1

I have downloaded a .txt which contains 1000's of words with each word assigned a label indicating positive or negative value.The lesser than value is, the more -ve sentiment it represents. It looks like :-

bad,-1
sucks,-2
too good,2
amazing,3
terrible,-2
...

I have named the first column as word and the second column as label.
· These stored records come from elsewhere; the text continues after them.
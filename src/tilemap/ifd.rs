//! The `IFD` collaborator seam.
//!
//! Full IFD tag parsing/serialization is an out-of-scope collaborator:
//! the engine only needs to ask an IFD for image geometry and
//! chunk locations, and to tell it when a chunk moves. [`IfdView`] and
//! [`IfdUpdate`] are that narrow seam, and [`GenericIfd`] is a minimal,
//! concrete IFD sufficient to drive the engine end-to-end — it understands
//! exactly the handful of tags ([`crate::tags::Tag`] values) the engine's
//! invariants reference, not the full TIFF tag set.
//!
//! `GenericIfd` writes both classic ("42") and BigTIFF ("43") headers,
//! choosing the offset field width the way [`crate::tiff_kind::TiffKind`]
//! does, but (unlike [`crate::encoder::writer::TiffWriter`], which always
//! writes in the host's native byte order) honors an explicit
//! [`ByteOrder`], since a TIFF file's declared byte order is a property of
//! the file, not of the machine writing it.

use crate::tags::{CompressionMethod, PhotometricInterpretation, PlanarConfiguration, Tag};
use crate::tilemap::byte_order::ByteOrder;
use crate::tilemap::error::{TileError, TileResult};
use crate::tilemap::sample_type::SampleType;
use crate::tilemap::tile_io::ChunkLocation;
use crate::tilemap::tiling::TilingMode;

/// Read-only geometry and chunk-location accessors an `IFD` must provide.
pub trait IfdView {
    fn byte_order(&self) -> ByteOrder;
    fn image_width(&self) -> u32;
    fn image_height(&self) -> u32;
    fn tiling(&self) -> TilingMode;
    fn samples_per_pixel(&self) -> u16;
    fn sample_type(&self) -> SampleType;
    fn planar_configuration(&self) -> PlanarConfiguration;
    fn photometric_interpretation(&self) -> PhotometricInterpretation;
    fn compression(&self) -> CompressionMethod;
    /// Current on-disk location of the chunk at `linear_index` within
    /// `plane`, or `None` if that chunk has never been written.
    fn chunk_location(&self, plane: u16, linear_index: u64) -> Option<ChunkLocation>;
    /// Whether this IFD is written as BigTIFF (8-byte offsets, no 4 GiB
    /// file-size ceiling) rather than classic TIFF.
    fn is_big(&self) -> bool;
}

/// Mutation hook an `IFD` must provide so `WriteMap` can record where a
/// chunk's bytes now live after a write.
pub trait IfdUpdate: IfdView {
    fn set_chunk_location(&mut self, plane: u16, linear_index: u64, location: ChunkLocation);
}

/// An `IFD` that can turn its current state (including chunk locations) back
/// into file bytes, needed for `WriteMap::update_ifd`'s existing-file
/// rewrite.
pub trait IfdSerialize: IfdUpdate {
    fn serialize_bytes(&self) -> TileResult<Vec<u8>>;
}

/// Whether a [`GenericIfd`] is written as classic TIFF or BigTIFF; mirrors
/// the distinction [`crate::tiff_kind::TiffKind`]'s two implementors make,
/// without requiring this module to depend on that trait's `TiffValue`
/// coupling.
#[derive(Clone, Copy, Debug, PartialEq, Eq)]
pub enum IfdKind {
    Classic,
    Big,
}

/// A minimal, self-contained IFD sufficient to exercise the tile engine:
/// image/chunk geometry plus one offsets-and-byte-counts table per plane.
#[derive(Clone, Debug)]
pub struct GenericIfd {
    kind: IfdKind,
    byte_order: ByteOrder,
    image_width: u32,
    image_height: u32,
    tiling: TilingMode,
    samples_per_pixel: u16,
    sample_type: SampleType,
    planar_configuration: PlanarConfiguration,
    photometric_interpretation: PhotometricInterpretation,
    compression: CompressionMethod,
    // indexed by `TileIndex::linear_index`; `planes[p][i]` is plane `p`'s
    // chunk `i`.
    planes: Vec<Vec<Option<ChunkLocation>>>,
}
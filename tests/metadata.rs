use tiff::{
    decoder::Decoder,
    encoder::{colortype::Gray8, EncodeMetadataOptions, TiffEncoder},
    tags::Tag,
};

#[test]
fn copies_exif_data() {
    let src = std::path::PathBuf::from(concat!(
        env!("CARGO_MANIFEST_DIR"),
        "/tests/images/predictor-3-gray-f32.tif"
    ));

    let src = std::fs::File::open(src).unwrap();
    let mut src = Decoder::new(src).unwrap();

    let mut data = std::io::Cursor::new(vec![]);
    {
        let mut dst = TiffEncoder::new(&mut data).unwrap();
        let mut img = dst.new_image::<Gray8>(1, 1).unwrap();

        let report = img
            .write_metadata_copy_from(&mut src, EncodeMetadataOptions::default())
            .unwrap();

        assert_eq!(report.copied, 8);
        assert_eq!(report.filtered, 0, "There are no tags we do not recognize");
        img.write_data(&[0x80]).unwrap();
    }

    data.set_position(0);

    {
        let mut roundtrip = Decoder::new(data).unwrap();
        assert!(roundtrip.find_tag(Tag::DateTime).unwrap().is_some());
    }
}
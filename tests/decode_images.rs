extern crate tiff;

use tiff::ColorType;
use tiff::decoder::{Decoder, DecodingResult, ifd::Tag, ifd::Value};

use std::fs::File;

#[test]
fn test_gray_u8()
{
    let img_file = File::open("./tests/images/minisblack-1c-8b.tiff").expect("Cannot find test image!");
    let mut decoder = Decoder::new(img_file).expect("Cannot create decoder");
    assert_eq!(decoder.colortype().unwrap(), ColorType::Gray(8));
    let img_res = decoder.read_image();
    assert!(img_res.is_ok());
}

#[test]
fn test_rgb_u8()
{
    let img_file = File::open("./tests/images/rgb-3c-8b.tiff").expect("Cannot find test image!");
    let mut decoder = Decoder::new(img_file).expect("Cannot create decoder");
    assert_eq!(decoder.colortype().unwrap(), ColorType::RGB(8));
    let img_res = decoder.read_image();
    assert!(img_res.is_ok());
}

#[test]
fn test_gray_u16()
{
    let img_file = File::open("./tests/images/minisblack-1c-16b.tiff").expect("Cannot find test image!");
    let mut decoder = Decoder::new(img_file).expect("Cannot create decoder");
    assert_eq!(decoder.colortype().unwrap(), ColorType::Gray(16));
    let img_res = decoder.read_image();
    assert!(img_res.is_ok());
}

#[test]
fn test_rgb_u16()
{
    let img_file = File::open("./tests/images/rgb-3c-16b.tiff").expect("Cannot find test image!");
    let mut decoder = Decoder::new(img_file).expect("Cannot create decoder");
    assert_eq!(decoder.colortype().unwrap(), ColorType::RGB(16));
    let img_res = decoder.read_image();
    assert!(img_res.is_ok());
}

#[test]
fn test_string_tags()
{
    // these files have null-terminated strings for their Software tag. One has extra bytes after
    // the null byte, so we check both to ensure that we're truncating properly
    let filenames = vec!["minisblack-1c-16b.tiff", "rgb-3c-16b.tiff"];
    for filename in filenames.iter() {
        let path = format!("./tests/images/{}", filename);
        let img_file = File::open(path).expect("can't open file");
        let mut decoder = Decoder::new(img_file).expect("Cannot create decoder");
        let software= decoder.get_tag(Tag::Software).unwrap();
        match software {
            Value::Ascii(s) => assert_eq!(s, String::from("GraphicsMagick 1.2 unreleased Q16 http://www.GraphicsMagick.org/")),
            _ => assert!(false)
        };
    }
}

// TODO: GrayA support
//#[test]
//fn test_gray_alpha_u8()
//{
    //let img_file = File::open("./tests/images/minisblack-2c-8b-alpha.tiff").expect("Cannot find test image!");
    //let mut decoder = Decoder::new(img_file).expect("Cannot create decoder");
    //assert_eq!(decoder.colortype().unwrap(), ColorType::GrayA(8));
    //let img_res = decoder.read_image();
    //assert!(img_res.is_ok());
//}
I am training it using :-

vectorizer = TfidfVectorizer(use_idf = True, lowercase=False,strip_accents='ascii', stop_words=stop_words)
y = test_df['label']
X = vectorizer.fit_transform(test_df['word'])
X_train, X_test, y_train, y_test = train_test_split(X, y)

Now, the problem is that since each word is present only one time, so it makes absolutely no sense to predict the label of a word in the untrained part since the word in the untrained part has no relation with the words in the trained part.So,as expected, I am getting quite low accuracy.So, how are you supposed to use predefined dictionaries of words for sentiment analysis?

Devansh Singh
  • 53
  • 1
  • 10
  • you woud need an algorithm that measures how a word is related to another word. this is a good read: https://stackoverflow.com/questions/21979970/how-to-use-word2vec-to-calculate-the-similarity-distance-by-giving-2-words – jose_bacoy Apr 21 '18 at 14:25
  • Can you please elaborate?How would word2vec help in relating one word in the training set to another word in the testing set? – Devansh Singh Apr 21 '18 at 15:32
  • word distance will give you numeric value how a word is related to a given word. this number is close to 1 if closely related and close to zero if not. then you can find the word in your dictionary which is highly related to your untrained data. – jose_bacoy Apr 21 '18 at 18:36

0 Answers0